EXERCISE DIRECTIONS: Look through the data for the string "running". Copy every line where it is found.

AVAILABLE RECORDS Start Marker

// ─── FarmStore impl ──────────────────────────────────────────────────────────

impl FarmStore for SqliteStore {
  type Error = Error;

  // ── Wikis ─────────────────────────────────────────────────────────────────

  async fn insert_wiki(&self, input: NewWiki) -> Result<WikiRecord> {
    let record = WikiRecord {
      dbname:          input.dbname,
      sitename:        input.sitename,
      language:        input.language,
      category:        input.category,
      db_cluster:      input.db_cluster,
      server_url:      None,
      created_at:      Utc::now(),
      state:           LifecycleState::Active,
      private:         input.private,
      locked:          false,
      experimental:    false,
      inactive_exempt: None,
      extra:           Default::default(),
    };

    let dbname     = record.dbname.clone();
    let sitename   = record.sitename.clone();
    let language   = record.language.clone();
    let category   = record.category.clone();
    let db_cluster = record.db_cluster.clone();
    let created_at = encode_dt(record.created_at);
    let private    = record.private;
    let extra      = encode_extra(&record.extra)?;

    let inserted = self
      .conn
      .call(move |conn| {
        conn.execute(
          "INSERT INTO wikis (
             dbname, sitename, language, category, db_cluster,
             created_at, state, private, extra
           ) VALUES (?1, ?2, ?3, ?4, ?5, ?6, 'active', ?7, ?8)",
          rusqlite::params![
            dbname, sitename, language, category, db_cluster, created_at,
            private, extra,
          ],
        )?;
        Ok(())
      })
      .await;

    match inserted {
      Ok(()) => Ok(record),
      Err(e) if is_constraint_violation(&e) => {
        Err(Error::WikiExists(record.dbname))
      }
      Err(e) => Err(e.into()),
    }
  }

  async fn get_wiki(&self, dbname: &str) -> Result<Option<WikiRecord>> {
    let dbname = dbname.to_owned();
    let sql = format!("SELECT {WIKI_COLUMNS} FROM wikis WHERE dbname = ?1");

    let raw: Option<RawWiki> = self
      .conn
      .call(move |conn| {
        Ok(
          conn
            .query_row(&sql, rusqlite::params![dbname], |row| {
              RawWiki::from_row(row)
            })
            .optional()?,
        )
      })
      .await?;

    raw.map(RawWiki::into_record).transpose()
  }

  async fn list_wikis(&self) -> Result<Vec<WikiRecord>> {
    let sql = format!("SELECT {WIKI_COLUMNS} FROM wikis ORDER BY dbname");

    let raws: Vec<RawWiki> = self
      .conn
      .call(move |conn| {
        let mut stmt = conn.prepare(&sql)?;
        let rows = stmt
          .query_map([], |row| RawWiki::from_row(row))?
          .collect::<rusqlite::Result<Vec<_>>>()?;
        Ok(rows)
      })
      .await?;

    raws.into_iter().map(RawWiki::into_record).collect()
  }

  async fn update_wiki(
    &self,
    record: &WikiRecord,
    jobs: Vec<JobPayload>,
  ) -> Result<()> {
    let state = record.state.discriminant().to_owned();
    let state_since = match &record.state {
      LifecycleState::Active => None,
      LifecycleState::Closed { since }
      | LifecycleState::Inactive { since }
      | LifecycleState::Deleted { since } => Some(encode_dt(*since)),
    };

    let dbname        = record.dbname.clone();
    let sitename      = record.sitename.clone();
    let language      = record.language.clone();
    let category      = record.category.clone();
    let db_cluster    = record.db_cluster.clone();
    let server_url    = record.server_url.clone();
    let private       = record.private;
    let locked        = record.locked;
    let experimental  = record.experimental;
    let exempt        = record.inactive_exempt.is_some();
    let exempt_reason = record
      .inactive_exempt
      .as_ref()
      .and_then(|e| e.reason.clone());
    let extra         = encode_extra(&record.extra)?;
    let job_rows      = encode_jobs(&jobs)?;

    let updated: usize = self
      .conn
      .call(move |conn| {
        let tx = conn.transaction()?;
        let updated = tx.execute(
          "UPDATE wikis SET
             sitename = ?2, language = ?3, category = ?4, db_cluster = ?5,
             server_url = ?6, state = ?7, state_since = ?8, private = ?9,
             locked = ?10, experimental = ?11, inactive_exempt = ?12,
             inactive_exempt_reason = ?13, extra = ?14
           WHERE dbname = ?1",
          rusqlite::params![
            dbname, sitename, language, category, db_cluster, server_url,
            state, state_since, private, locked, experimental, exempt,
            exempt_reason, extra,
          ],
        )?;
        if updated > 0 {
          insert_jobs(&tx, &job_rows)?;
          tx.commit()?;
        }
        Ok(updated)
      })
      .await?;

    if updated == 0 {
      return Err(Error::WikiNotFound(record.dbname.clone()));
    }
    Ok(())
  }

  // ── Requests ──────────────────────────────────────────────────────────────

  async fn insert_request(
    &self,
    input: NewRequest,
  ) -> Result<WikiRequestRecord> {
    let created_at = Utc::now();
    let at_str     = encode_dt(created_at);

    let dbname    = input.dbname.clone();
    let sitename  = input.sitename.clone();
    let language  = input.language.clone();
    let category  = input.category.clone();
    let purpose   = input.purpose.clone();
    let reason    = input.reason.clone();
    let requester = input.requester.clone();
    let private   = input.private;
    let submitted =
      encode_action(&acre_core::request::HistoryAction::Submitted)?;

    let inserted = self
      .conn
      .call(move |conn| {
        let tx = conn.transaction()?;
        tx.execute(
          "INSERT INTO requests (
             dbname, sitename, language, category, purpose, reason,
             requester, status, visibility, private, created_at, extra
           ) VALUES (?1, ?2, ?3, ?4, ?5, ?6, ?7, 'pending', 'public', ?8, ?9, '{}')",
          rusqlite::params![
            dbname, sitename, language, category, purpose, reason, requester,
            private, at_str,
          ],
        )?;
        let id = tx.last_insert_rowid();
        tx.execute(
          "INSERT INTO history (request_id, actor, action, created_at)
           VALUES (?1, ?2, ?3, ?4)",
          rusqlite::params![id, requester, submitted, at_str],
        )?;
        tx.commit()?;
        Ok(id)
      })
      .await;

    let id = match inserted {
      Ok(id) => id,
      Err(e) if is_constraint_violation(&e) => {
        return Err(Error::DuplicateRequest(input.dbname));
      }
      Err(e) => return Err(e.into()),
    };

    Ok(WikiRequestRecord {
      id,
      dbname: input.dbname,
      sitename: input.sitename,
      language: input.language,
      category: input.category,
      purpose: input.purpose,
      reason: input.reason,
      requester: input.requester,
      status: acre_core::request::RequestStatus::Pending,
      visibility: acre_core::request::Visibility::Public,
      locked: false,
      private: input.private,
      created_at,
      extra: Default::default(),
    })
  }

  async fn inflight_request(
    &self,
    dbname: &str,
  ) -> Result<Option<WikiRequestRecord>> {
    let dbname = dbname.to_owned();
    let sql = format!(
      "SELECT {REQUEST_COLUMNS} FROM requests
       WHERE dbname = ?1 AND status IN ('pending', 'onhold', 'moredetails')"
    );

    let raw: Option<RawRequest> = self
      .conn
      .call(move |conn| {
        Ok(
          conn
            .query_row(&sql, rusqlite::params![dbname], |row| {
              RawRequest::from_row(row)
            })
            .optional()?,
        )
      })
      .await?;

    raw.map(RawRequest::into_record).transpose()
  }

  async fn get_request(&self, id: i64) -> Result<Option<WikiRequestRecord>> {
    let sql = format!("SELECT {REQUEST_COLUMNS} FROM requests WHERE id = ?1");

    let raw: Option<RawRequest> = self
      .conn
      .call(move |conn| {
        Ok(
          conn
            .query_row(&sql, rusqlite::params![id], |row| {
              RawRequest::from_row(row)
            })
            .optional()?,
        )
      })
      .await?;

    raw.map(RawRequest::into_record).transpose()
  }

  async fn requests_by_requester(
    &self,
    requester: &str,
  ) -> Result<Vec<WikiRequestRecord>> {
    let requester = requester.to_owned();
    let sql = format!(
      "SELECT {REQUEST_COLUMNS} FROM requests
       WHERE requester = ?1 ORDER BY id DESC"
    );

    let raws: Vec<RawRequest> = self
      .conn
      .call(move |conn| {
        let mut stmt = conn.prepare(&sql)?;
        let rows = stmt
          .query_map(rusqlite::params![requester], |row| {
            RawRequest::from_row(row)
          })?
          .collect::<rusqlite::Result<Vec<_>>>()?;
        Ok(rows)
      })
      .await?;

    raws.into_iter().map(RawRequest::into_record).collect()
  }

  async fn update_request(
    &self,
    record: &WikiRequestRecord,
    history: Option<NewHistoryEntry>,
    job: Option<JobPayload>,
  ) -> Result<()> {
    let id         = record.id;
    let status     = encode_status(record.status).to_owned();
    let visibility = encode_visibility(record.visibility).to_owned();
    let locked     = record.locked;
    let extra      = encode_extra(&record.extra)?;

    let history_row = history
      .map(|h| {
        Ok::<_, Error>((
          h.actor,
          encode_action(&h.action)?,
          h.reason,
          encode_dt(Utc::now()),
        ))
      })
      .transpose()?;

    let job_rows = match job {
      Some(p) => encode_jobs(std::slice::from_ref(&p))?,
      None => Vec::new(),
    };

    let updated: usize = self
      .conn
      .call(move |conn| {
        let tx = conn.transaction()?;
        let updated = tx.execute(
          "UPDATE requests SET
             status = ?2, visibility = ?3, locked = ?4, extra = ?5
           WHERE id = ?1",
          rusqlite::params![id, status, visibility, locked, extra],
        )?;
        if updated > 0 {
          if let Some((actor, action, reason, at)) = history_row {
            tx.execute(
              "INSERT INTO history (request_id, actor, action, reason, created_at)
               VALUES (?1, ?2, ?3, ?4, ?5)",
              rusqlite::params![id, actor, action, reason, at],
            )?;
          }
          insert_jobs(&tx, &job_rows)?;
          tx.commit()?;
        }
        Ok(updated)
      })
      .await?;

    if updated == 0 {
      return Err(Error::RequestNotFound(record.id));
    }
    Ok(())
  }

  // ── Comments & history ────────────────────────────────────────────────────

  async fn insert_comment(&self, input: NewComment) -> Result<RequestComment> {
    let created_at = Utc::now();
    let at_str     = encode_dt(created_at);
    let request_id = input.request_id;
    let author     = input.author.clone();
    let body       = input.body.clone();
    let visibility = encode_visibility(input.visibility).to_owned();

    let id: i64 = self
      .conn
      .call(move |conn| {
        conn.execute(
          "INSERT INTO comments (request_id, author, body, visibility, created_at)
           VALUES (?1, ?2, ?3, ?4, ?5)",
          rusqlite::params![request_id, author, body, visibility, at_str],
        )?;
        Ok(conn.last_insert_rowid())
      })
      .await?;

    Ok(RequestComment {
      id,
      request_id: input.request_id,
      author: input.author,
      body: input.body,
      visibility: input.visibility,
      created_at,
    })
  }

  async fn comments(&self, request_id: i64) -> Result<Vec<RequestComment>> {
    let raws: Vec<RawComment> = self
      .conn
      .call(move |conn| {
        let mut stmt = conn.prepare(
          "SELECT id, request_id, author, body, visibility, created_at
           FROM comments WHERE request_id = ?1 ORDER BY id",
        )?;
        let rows = stmt
          .query_map(rusqlite::params![request_id], |row| {
            Ok(RawComment {
              id:         row.get(0)?,
              request_id: row.get(1)?,
              author:     row.get(2)?,
              body:       row.get(3)?,
              visibility: row.get(4)?,
              created_at: row.get(5)?,
            })
          })?
          .collect::<rusqlite::Result<Vec<_>>>()?;
        Ok(rows)
      })
      .await?;

    raws.into_iter().map(RawComment::into_comment).collect()
  }

  async fn history(&self, request_id: i64) -> Result<Vec<HistoryEntry>> {
    let raws: Vec<RawHistory> = self
      .conn
      .call(move |conn| {
        let mut stmt = conn.prepare(
          "SELECT id, request_id, actor, action, reason, created_at
           FROM history WHERE request_id = ?1 ORDER BY id",
        )?;
        let rows = stmt
          .query_map(rusqlite::params![request_id], |row| {
            Ok(RawHistory {
              id:         row.get(0)?,
              request_id: row.get(1)?,
              actor:      row.get(2)?,
              action:     row.get(3)?,
              reason:     row.get(4)?,
              created_at: row.get(5)?,
            })
          })?
          .collect::<rusqlite::Result<Vec<_>>>()?;
        Ok(rows)
      })
      .await?;

    raws.into_iter().map(RawHistory::into_entry).collect()
  }

  // ── Job outbox ────────────────────────────────────────────────────────────

  async fn claim_job(&self) -> Result<Option<JobRow>> {
    let now        = Utc::now();
    let now_str    = encode_dt(now);
    let stale_str  = encode_dt(now - Duration::seconds(STALE_JOB_SECS));

    let raw: Option<RawJob> = self
      .conn
      .call(move |conn| {
        let tx = conn.transaction()?;

        let candidate: Option<(String, String, String, i64)> = tx
          .query_row(
            "SELECT id, payload, enqueued_at, attempts FROM jobs
             WHERE status = 'queued'
                OR (status = 'running' AND claimed_at < ?1)
             ORDER BY enqueued_at, rowid LIMIT 1",
            rusqlite::params![stale_str],
            |row| {
              Ok((row.get(0)?, row.get(1)?, row.get(2)?, row.get(3)?))
            },
          )
          .optional()?;

        let raw = match candidate {
          Some((id, payload, enqueued_at, attempts)) => {
            tx.execute(
              "UPDATE jobs SET status = 'running', claimed_at = ?2,
                 attempts = attempts + 1
               WHERE id = ?1",
              rusqlite::params![id, now_str],
            )?;
            Some(RawJob { id, payload, enqueued_at, attempts: attempts + 1 })
          }
          None => None,
        };

        tx.commit()?;
        Ok(raw)
      })
      .await?;

    raw.map(RawJob::into_row).transpose()
  }

  async fn finish_job(&self, id: Uuid) -> Result<()> {
    let id_str = id.hyphenated().to_string();
    self
      .conn
      .call(move |conn| {
        conn.execute(
          "UPDATE jobs SET status = 'done' WHERE id = ?1",
          rusqlite::params![id_str],
        )?;
        Ok(())
      })
      .await?;
    Ok(())
  }
}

AVAILABLE RECORDS End Marker

REPLY:
                OR (status = 'running' AND claimed_at < ?1)
              "UPDATE jobs SET status = 'running', claimed_at = ?2,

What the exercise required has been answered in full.